Mistério persiste após jovem confessar assassinato da família em Itaperuna

Delegado aponta novas linhas de investigação e quer saber se adolescente agiu sozinho ou teve influência externa

O caso do adolescente que assassinou os pais e o irmão de apenas 3 anos, em Itaperuna (RJ), ainda apresenta pontos sem explicação, mesmo após o menor confessar o triplo homicídio. Os corpos foram descobertos na quarta-feira (5), dentro da cisterna da residência da família. Segundo a Polícia Civil, ainda restam dúvidas importantes que precisam ser esclarecidas antes da conclusão do inquérito.

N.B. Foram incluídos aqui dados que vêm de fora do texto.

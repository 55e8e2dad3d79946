use std::path::Path;

use parley::{Alignment, FontWeight, PositionedLayoutItem, StyleProperty};
use vello::{
  kurbo::{Affine, Point, Shape, Size, Stroke},
  peniko::{Brush, Color, Fill},
  wgpu::{self, TextureDescriptor},
};

use crate::{Error, sheet::Sheet};

mod texture;
mod window;

pub use window::show;

pub(crate) struct Render {
  pub(crate) scene:      vello::Scene,
  font:                  parley::FontContext,
  layout:                parley::LayoutContext<Brush>,
  pub(crate) background: Color,
}

pub(crate) struct GpuHandle {
  device:  wgpu::Device,
  queue:   wgpu::Queue,
  texture: wgpu::Texture,
  view:    wgpu::TextureView,
}

#[derive(Debug, Clone, Copy, PartialEq, Eq)]
pub(crate) struct RenderConfig {
  width:  u32,
  height: u32,
}

#[derive(Debug, Clone, Copy, Default, PartialEq, Eq)]
pub(crate) enum Align {
  #[default]
  Start,
  Center,
  End,
}

pub(crate) struct DrawText<'a> {
  pub text:             &'a str,
  pub size:             f32,
  pub weight:           FontWeight,
  pub brush:            Brush,
  pub position:         Point,
  pub horizontal_align: Align,
  pub vertical_align:   Align,
}

impl Default for DrawText<'_> {
  fn default() -> Self {
    DrawText {
      text:             "",
      size:             16.0,
      weight:           FontWeight::NORMAL,
      brush:            Brush::Solid(Color::BLACK),
      position:         Point::ZERO,
      horizontal_align: Align::Start,
      vertical_align:   Align::Start,
    }
  }
}

impl Sheet<'_> {
  /// Renders the sheet off-screen and writes it as an image. The format follows the
  /// extension of `path`.
  pub fn save(&self, path: impl AsRef<Path>) -> Result<(), Error> {
    let layout = self.layout();
    let config = RenderConfig::fit(layout.size);
    let handle = GpuHandle::new(&config, None)?;

    let mut render = Render::new();
    self.draw(&mut render, &layout);

    let mut renderer = vello::Renderer::new(&handle.device, vello::RendererOptions::default())
      .map_err(Error::gpu)?;
    renderer
      .render_to_texture(
        &handle.device,
        &handle.queue,
        &render.scene,
        &handle.view,
        &render.params(&config),
      )
      .map_err(Error::gpu)?;

    texture::write_image(&handle, &config, path.as_ref())
  }
}

impl Render {
  pub(crate) fn new() -> Self {
    Render {
      scene:      vello::Scene::new(),
      font:       parley::FontContext::new(),
      layout:     parley::LayoutContext::new(),
      background: Color::WHITE,
    }
  }

  pub(crate) fn params(&self, config: &RenderConfig) -> vello::RenderParams {
    vello::RenderParams {
      base_color:          self.background,
      width:               config.width,
      height:              config.height,
      antialiasing_method: vello::AaConfig::Msaa16,
    }
  }

  pub(crate) fn fill(&mut self, shape: &impl Shape, brush: &Brush) {
    self.scene.fill(Fill::NonZero, Affine::IDENTITY, brush, None, shape);
  }

  pub(crate) fn stroke(&mut self, shape: &impl Shape, brush: &Brush, stroke: &Stroke) {
    self.scene.stroke(stroke, Affine::IDENTITY, brush, None, shape);
  }

  pub(crate) fn layout_text(&mut self, text: &DrawText) -> parley::Layout<Brush> {
    let mut builder = self.layout.ranged_builder(&mut self.font, text.text, 1.0, true);

    builder.push_default(StyleProperty::FontSize(text.size));
    builder.push_default(StyleProperty::FontWeight(text.weight));
    builder.push_default(StyleProperty::Brush(text.brush.clone()));

    let mut layout = builder.build(text.text);
    layout.break_all_lines(None);
    layout.align(None, Alignment::Start, Default::default());
    layout
  }

  pub(crate) fn draw_text(&mut self, text: DrawText) {
    let layout = self.layout_text(&text);
    self.draw_text_layout(layout, text);
  }

  pub(crate) fn draw_text_layout(&mut self, layout: parley::Layout<Brush>, text: DrawText) {
    let origin = Point::new(
      text.position.x - text.horizontal_align.offset(f64::from(layout.width())),
      text.position.y - text.vertical_align.offset(f64::from(layout.height())),
    );

    for line in layout.lines() {
      for item in line.items() {
        let PositionedLayoutItem::GlyphRun(glyph_run) = item else { continue };

        let run = glyph_run.run();
        let mut x = origin.x as f32 + glyph_run.offset();
        let baseline = (origin.y as f32 + glyph_run.baseline()).round();

        self
          .scene
          .draw_glyphs(run.font())
          .brush(&glyph_run.style().brush)
          .hint(true)
          .transform(Affine::IDENTITY)
          .glyph_transform(
            run.synthesis().skew().map(|angle| Affine::skew(angle.to_radians().tan() as f64, 0.0)),
          )
          .font_size(run.font_size())
          .normalized_coords(run.normalized_coords())
          .draw(
            Fill::NonZero,
            glyph_run.glyphs().map(|glyph| {
              let gx = x + glyph.x;
              let gy = baseline + glyph.y;
              x += glyph.advance;
              vello::Glyph { id: glyph.id.into(), x: gx, y: gy }
            }),
          );
      }
    }
  }
}

impl Align {
  const fn offset(self, size: f64) -> f64 {
    match self {
      Align::Start => 0.0,
      Align::Center => size / 2.0,
      Align::End => size,
    }
  }
}

impl GpuHandle {
  fn new(config: &RenderConfig, adapter: Option<wgpu::Adapter>) -> Result<Self, Error> {
    let adapter = match adapter {
      Some(adapter) => adapter,
      None => {
        let instance = wgpu::Instance::new(&wgpu::InstanceDescriptor::default());
        pollster::block_on(instance.request_adapter(&wgpu::RequestAdapterOptions::default()))
          .map_err(Error::gpu)?
      }
    };

    let (device, queue) = pollster::block_on(adapter.request_device(&wgpu::DeviceDescriptor {
      label:             None,
      required_features: wgpu::Features::empty(),
      required_limits:   wgpu::Limits::defaults(),
      memory_hints:      wgpu::MemoryHints::MemoryUsage,
      trace:             wgpu::Trace::Off,
    }))
    .map_err(Error::gpu)?;

    let texture = create_texture(&device, config);
    let view = texture.create_view(&wgpu::TextureViewDescriptor::default());

    Ok(GpuHandle { device, queue, texture, view })
  }

  fn resize(&mut self, config: &RenderConfig) {
    self.texture = create_texture(&self.device, config);
    self.view = self.texture.create_view(&wgpu::TextureViewDescriptor::default());
  }
}

fn create_texture(device: &wgpu::Device, config: &RenderConfig) -> wgpu::Texture {
  device.create_texture(&TextureDescriptor {
    label:           Some("Render Texture"),
    size:            config.extent_3d(),
    mip_level_count: 1,
    sample_count:    1,
    dimension:       wgpu::TextureDimension::D2,
    format:          wgpu::TextureFormat::Rgba8Unorm,
    usage:           wgpu::TextureUsages::STORAGE_BINDING
      | wgpu::TextureUsages::TEXTURE_BINDING
      | wgpu::TextureUsages::COPY_SRC,
    view_formats:    &[],
  })
}

impl RenderConfig {
  const ROW_ALIGNMENT: u32 = wgpu::COPY_BYTES_PER_ROW_ALIGNMENT / 4;

  fn new(width: u32, height: u32) -> Self {
    RenderConfig { width: width.max(1), height: height.max(1) }
  }

  /// A canvas covering `size`. Texture rows copied back to the CPU must be 256-byte aligned, so
  /// the width is padded to a multiple of 64 pixels.
  fn fit(size: Size) -> Self {
    let width = (size.width.ceil().max(1.0) as u32).next_multiple_of(Self::ROW_ALIGNMENT);
    RenderConfig::new(width, size.height.ceil() as u32)
  }

  fn extent_3d(&self) -> wgpu::Extent3d {
    wgpu::Extent3d { width: self.width, height: self.height, depth_or_array_layers: 1 }
  }
}

#[cfg(test)]
mod tests {
  use super::*;

  #[test]
  fn fit_pads_width_for_readback() {
    let config = RenderConfig::fit(Size::new(1000.2, 700.5));
    assert_eq!(config, RenderConfig { width: 1024, height: 701 });
    assert_eq!((config.width * 4) % wgpu::COPY_BYTES_PER_ROW_ALIGNMENT, 0);

    assert_eq!(RenderConfig::fit(Size::new(64.0, 10.0)).width, 64);
    assert_eq!(RenderConfig::fit(Size::ZERO), RenderConfig { width: 64, height: 1 });
  }

  #[test]
  fn alignment_offsets() {
    assert_eq!(Align::Start.offset(80.0), 0.0);
    assert_eq!(Align::Center.offset(80.0), 40.0);
    assert_eq!(Align::End.offset(80.0), 80.0);
  }
}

O inquérito é conduzido pela 143ª Delegacia Policial (Itaperuna), com apoio da polícia de Mato Grosso, onde vive a namorada virtual do garoto. A motivação, o possível envolvimento de terceiros e influências externas estão sob apuração.

O que motivou o crime?
De acordo com o delegado Carlos Augusto Guimarães, duas hipóteses são analisadas. A primeira seria um desentendimento após o jovem ser proibido de visitar a namorada. A outra envolve uma pesquisa feita pelo adolescente na internet sobre “como receber FGTS de falecido”. O pai teria saldo de R$ 33 mil.

A namorada teve participação?
A adolescente de 15 anos, moradora de Água Boa (MT), conheceu o rapaz em jogos online em 2019. Ela já foi ouvida e negou qualquer envolvimento. A polícia aguarda acesso às mensagens trocadas entre os dois.

Outras pessoas estão envolvidas?
A polícia busca descobrir se houve ajuda de terceiros, seja presencial ou virtual. Como o crime ocorreu de madrugada, não houve testemunhas. Contatos em jogos online também estão sendo analisados.

Qual era o vínculo familiar?
Pelas redes sociais, a família aparentava ser unida. O pai postava homenagens ao filho: “anjo de Deus”, “companheirinho”, “irmão cuidadoso”. A polícia vai ouvir pessoas próximas para entender se essa imagem refletia a realidade.

O adolescente fazia parte de grupos de ódio?
O garoto relatou interações em jogos online com diferentes usuários. A polícia está vasculhando suas redes e histórico digital para avaliar se foi manipulado ou incentivado a cometer o crime.